Nel primo caso, il corrispettivo rimane assoggettato al medesimo regime fiscale di tassazione separata del trattamento di fine rapporto e sottratto agli obblighi contributivi. Se invece il corrispettivo viene percepito dal lavoratore prima della cessazione del rapporto di lavoro (sotto forma di percentuale sulla retribuzione), il corrispettivo ha natura retributiva, concorre a formare la base per il calcolo del trattamento di fine rapporto ed è sottoposto allo stesso trattamento fiscale e contributivo della retribuzione del lavoratore.
Questa seconda ipotesi pone alcune criticità. Infatti, il corrispettivo a fronte del patto di non concorrenza deve essere predeterminato nel suo preciso ammontare già al momento della stipulazione del patto. L’erogazione del corrispettivo in costanza del rapporto rende difficilmente determinabile ex ante la contropartita economica alle future – e certe – limitazioni all’attività di lavoro del prestatore.
Inoltre, il dipendente che abbia già percepito l’intera utilità economica prevista dal patto – avendone oltretutto sofferto un maggior carico fiscale – si troverà a doverne sopportare soltanto gli effetti sfavorevoli – in termini di maggiori difficoltà occupazionali e perdita di reddito – ed avrà dunque tutto l’interesse a contestare la validità del patto, da cui non trae più alcun utile, confidando sul recupero delle maggiori opportunità di impiego pregiudicate dal patto.
Qualora poi il corrispettivo percepito sia stato particolarmente esiguo, e dunque presumibilmente inadeguato a ristorare la perdita di opportunità professionali e reddituali, il lavoratore sarà più facilmente indotto a violare il patto, confidando sui limiti effetti di un’eventuale domanda di restituzione del corrispettivo che dovesse seguire all’accertamento in giudizio della nullità del patto.
Per tale motivo, parte della giurisprudenza prevalente ritiene che il patto di non concorrenza, nel quale sia previsto il pagamento di un importo fisso mensile durante la vigenza del rapporto di lavoro, sia invalido, in quanto questo meccanismo introduce una variabile aleatoria legata alla durata del rapporto di lavoro, mentre la congruità nel corrispettivo deve essere valutabile in astratto, a prescindere dalla durata del rapporto di lavoro. In altri termini, una simile pratica finisce di fatto per attribuire al corrispettivo la funzione di premiare la fedeltà del lavoratore, anziché di compensarlo per il sacrificio derivante dalla stipulazione del patto.

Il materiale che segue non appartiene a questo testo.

//! Dependent-column auto-fill.
//!
//! A `DependencyEdge` derives a target column's value from a source
//! column. When a trigger cell changes, every edge off that column runs
//! against the row; derivations that would change the live target value
//! form the candidate batch. If any candidate's edge requires
//! confirmation the whole batch is deferred and the row waits in
//! `PendingConfirmation` until confirmed. Otherwise the batch applies
//! immediately through the change ledger. A derivation failure skips
//! that edge only, never its siblings.

use gridflux_core::address::{CellAddress, ColumnKey};
use gridflux_core::record::{ItemId, Record, RowSet};
use gridflux_core::value::FieldValue;
use rustc_hash::FxHashMap;

use crate::error::DeriveError;
use crate::ledger::ChangeLedger;

/// Row values as a derivation sees them: the in-flight trigger value
/// wins over the stored one.
pub struct DeriveContext<'a> {
    record: &'a dyn Record,
    trigger: &'a ColumnKey,
    trigger_value: &'a FieldValue,
}

impl<'a> DeriveContext<'a> {
    pub fn new(record: &'a dyn Record, trigger: &'a ColumnKey, trigger_value: &'a FieldValue) -> Self {
        Self {
            record,
            trigger,
            trigger_value,
        }
    }

    pub fn value(&self, column: &ColumnKey) -> FieldValue {
        if column == self.trigger {
            self.trigger_value.clone()
        } else {
            self.record.get_field(column)
        }
    }

    pub fn trigger(&self) -> &ColumnKey {
        self.trigger
    }

    pub fn item_id(&self) -> ItemId {
        self.record.item_id()
    }
}

pub type DeriveFn = Box<dyn Fn(&DeriveContext) -> Result<Option<FieldValue>, DeriveError>>;

/// One directed derivation: when `source` changes, compute a value for
/// `target`. `Ok(None)` means the rule does not apply to this row.
pub struct DependencyEdge {
    pub source: ColumnKey,
    pub target: ColumnKey,
    derive: DeriveFn,
    /// Gated edges never apply silently: a differing result defers the
    /// whole candidate batch until the row is confirmed.
    pub requires_confirmation: bool,
}

impl DependencyEdge {
    pub fn new(
        source: impl Into<ColumnKey>,
        target: impl Into<ColumnKey>,
        derive: impl Fn(&DeriveContext) -> Result<Option<FieldValue>, DeriveError> + 'static,
    ) -> Self {
        Self {
            source: source.into(),
            target: target.into(),
            derive: Box::new(derive),
            requires_confirmation: false,
        }
    }

    pub fn with_confirmation(mut self) -> Self {
        self.requires_confirmation = true;
        self
    }

    pub fn derive(&self, ctx: &DeriveContext) -> Result<Option<FieldValue>, DeriveError> {
        (self.derive)(ctx)
    }
}

impl std::fmt::Debug for DependencyEdge {
    fn fmt(&self, f: &mut std::fmt::Formatter<'_>) -> std::fmt::Result {
        f.debug_struct("DependencyEdge")
            .field("source", &self.source)
            .field("target", &self.target)
            .field("requires_confirmation", &self.requires_confirmation)
            .finish()
    }
}

/// Auto-fill state of one row.
#[derive(Debug, Clone, Copy, PartialEq, Eq, Default)]
pub enum RowAutoFillState {
    #[default]
    Clean,
    /// A gated batch is waiting on user confirmation.
    PendingConfirmation,
}

/// What a trigger change resolved to.
#[derive(Debug, Clone, PartialEq, Eq)]
pub enum ResolveOutcome {
    /// No applicable edges, or every derivation matched the live value.
    NoChange,
    /// Ungated candidates were written through the ledger.
    Applied(Vec<ColumnKey>),
    /// A gated candidate deferred the whole batch; nothing was written.
    Deferred(Vec<ColumnKey>),
}

/// Dependency graph plus per-row confirmation state.
#[derive(Debug, Default)]
pub struct DependencyResolver {
    /// Definition order is evaluation order.
    edges: Vec<DependencyEdge>,
    row_states: FxHashMap<ItemId, RowAutoFillState>,
}

impl DependencyResolver {
    pub fn new() -> Self {
        Self::default()
    }

    pub fn add_edge(&mut self, edge: DependencyEdge) {
        self.edges.push(edge);
    }

    pub fn edge_count(&self) -> usize {
        self.edges.len()
    }

    pub fn row_state(&self, item_id: ItemId) -> RowAutoFillState {
        self.row_states.get(&item_id).copied().unwrap_or_default()
    }

    pub fn has_pending(&self) -> bool {
        !self.row_states.is_empty()
    }

    /// Rows waiting on confirmation, in item id order.
    pub fn pending_rows(&self) -> Vec<ItemId> {
        let mut ids: Vec<ItemId> = self.row_states.keys().copied().collect();
        ids.sort_unstable();
        ids
    }

    /// Drop a row's pending flag (cancel, or the row was removed). The
    /// deferred batch is discarded, never applied.
    pub fn clear_row(&mut self, item_id: ItemId) -> bool {
        self.row_states.remove(&item_id).is_some()
    }

    pub fn clear_all_states(&mut self) {
        self.row_states.clear();
    }

    /// React to a cell change already written to `rows`.
    ///
    /// Evaluates every edge off the trigger column, collects candidates
    /// whose derived value differs from the live target, then either
    /// applies the whole batch through the ledger or defers it when any
    /// candidate is gated.
    pub fn on_cell_changed(
        &mut self,
        rows: &mut RowSet,
        ledger: &mut ChangeLedger,
        row: usize,
        trigger: &ColumnKey,
    ) -> ResolveOutcome {
        let Some(item_id) = rows.item_id(row) else {
            return ResolveOutcome::NoChange;
        };

        let mut candidates: Vec<(ColumnKey, FieldValue, bool)> = Vec::new();
        {
            let Some(record) = rows.get(row) else {
                return ResolveOutcome::NoChange;
            };
            let trigger_value = record.get_field(trigger);
            let ctx = DeriveContext::new(record, trigger, &trigger_value);
            for edge in self.edges.iter().filter(|e| e.source == *trigger) {
                match edge.derive(&ctx) {
                    Ok(Some(value)) => {
                        if record.get_field(&edge.target) != value {
                            candidates.push((edge.target.clone(), value, edge.requires_confirmation));
                        }
                    }
                    Ok(None) => {}
                    Err(err) => {
                        log::warn!(
                            "auto-fill {} -> {} skipped: {}",
                            edge.source,
                            edge.target,
                            err
                        );
                    }
                }
            }
        }

        if candidates.is_empty() {
            return ResolveOutcome::NoChange;
        }
        if candidates.iter().any(|(_, _, gated)| *gated) {
            self.row_states
                .insert(item_id, RowAutoFillState::PendingConfirmation);
            let targets = candidates.into_iter().map(|(target, _, _)| target).collect();
            return ResolveOutcome::Deferred(targets);
        }

        let mut applied = Vec::new();
        for (target, value, _) in candidates {
            match ledger.record_edit(rows, CellAddress::new(row, target.clone()), value) {
                Ok(true) => applied.push(target),
                Ok(false) => {}
                Err(err) => log::warn!("auto-fill write to {} failed: {}", target, err),
            }
        }
        ResolveOutcome::Applied(applied)
    }

    /// Resolve a deferred batch: re-derive every edge for the row with
    /// its current values, apply the results (gated included), and
    /// return the targets written. Clears the pending flag even when the
    /// row no longer exists.
    pub fn confirm(
        &mut self,
        rows: &mut RowSet,
        ledger: &mut ChangeLedger,
        item_id: ItemId,
    ) -> Vec<ColumnKey> {
        self.row_states.remove(&item_id);
        let Some(row) = rows.row_of_item(item_id) else {
            return Vec::new();
        };

        let mut batch: Vec<(ColumnKey, FieldValue)> = Vec::new();
        {
            let Some(record) = rows.get(row) else {
                return Vec::new();
            };
            for edge in &self.edges {
                let source_value = record.get_field(&edge.source);
                let ctx = DeriveContext::new(record, &edge.source, &source_value);
                match edge.derive(&ctx) {
                    Ok(Some(value)) => {
                        if record.get_field(&edge.target) != value {
                            batch.push((edge.target.clone(), value));
                        }
                    }
                    Ok(None) => {}
                    Err(err) => {
                        log::warn!(
                            "auto-fill {} -> {} skipped: {}",
                            edge.source,
                            edge.target,
                            err
                        );
                    }
                }
            }
        }

        let mut applied = Vec::new();
        for (target, value) in batch {
            match ledger.record_edit(rows, CellAddress::new(row, target.clone()), value) {
                Ok(true) => applied.push(target),
                Ok(false) => {}
                Err(err) => log::warn!("auto-fill write to {} failed: {}", target, err),
            }
        }
        applied
    }
}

Tuttavia, recentemente la Cassazione ha ritenuto valido un patto di non concorrenza, il quale preveda che il corrispettivo venga erogato nel corso del rapporto di lavoro (e non alla sua scadenza), commisurato ad una percentuale della retribuzione mensile, da erogarsi con la medesima periodicità di questa, purché sia determinato in modo non simbolico o manifestamente iniquo o sproporzionato. Tale principio apre dunque alla possibilità di una valutazione ex post della congruità del corrispettivo.

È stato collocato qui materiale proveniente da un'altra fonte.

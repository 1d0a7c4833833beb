// Configuration loading

pub mod session;
pub mod settings;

In ogni caso, per superare tale criticità, è possibile prevedere che il corrispettivo del patto di non concorrenza venga erogato in forma mista, ovvero con il versamento di una somma all’instaurazione del rapporto di lavoro, ma anche durante lo stesso, con previsione di un conguaglio al termine dello stesso. In altri termini, è possibile prevedere un congruo livello del corrispettivo per il patto, rapportato ai concreti vincoli imposti al lavoratore, e che, in caso di mancato raggiungimento dell’importo convenuto al termine del rapporto di lavoro, il datore di lavoro versi al lavoratore la differenza rispetto a quanto complessivamente convenuto. Ciò consente di prevedere un importo minimo garantito per il lavoratore a prescindere dalla durata del contratto, e di stabilire l’importo massimo che verrà erogato a quest’ultimo.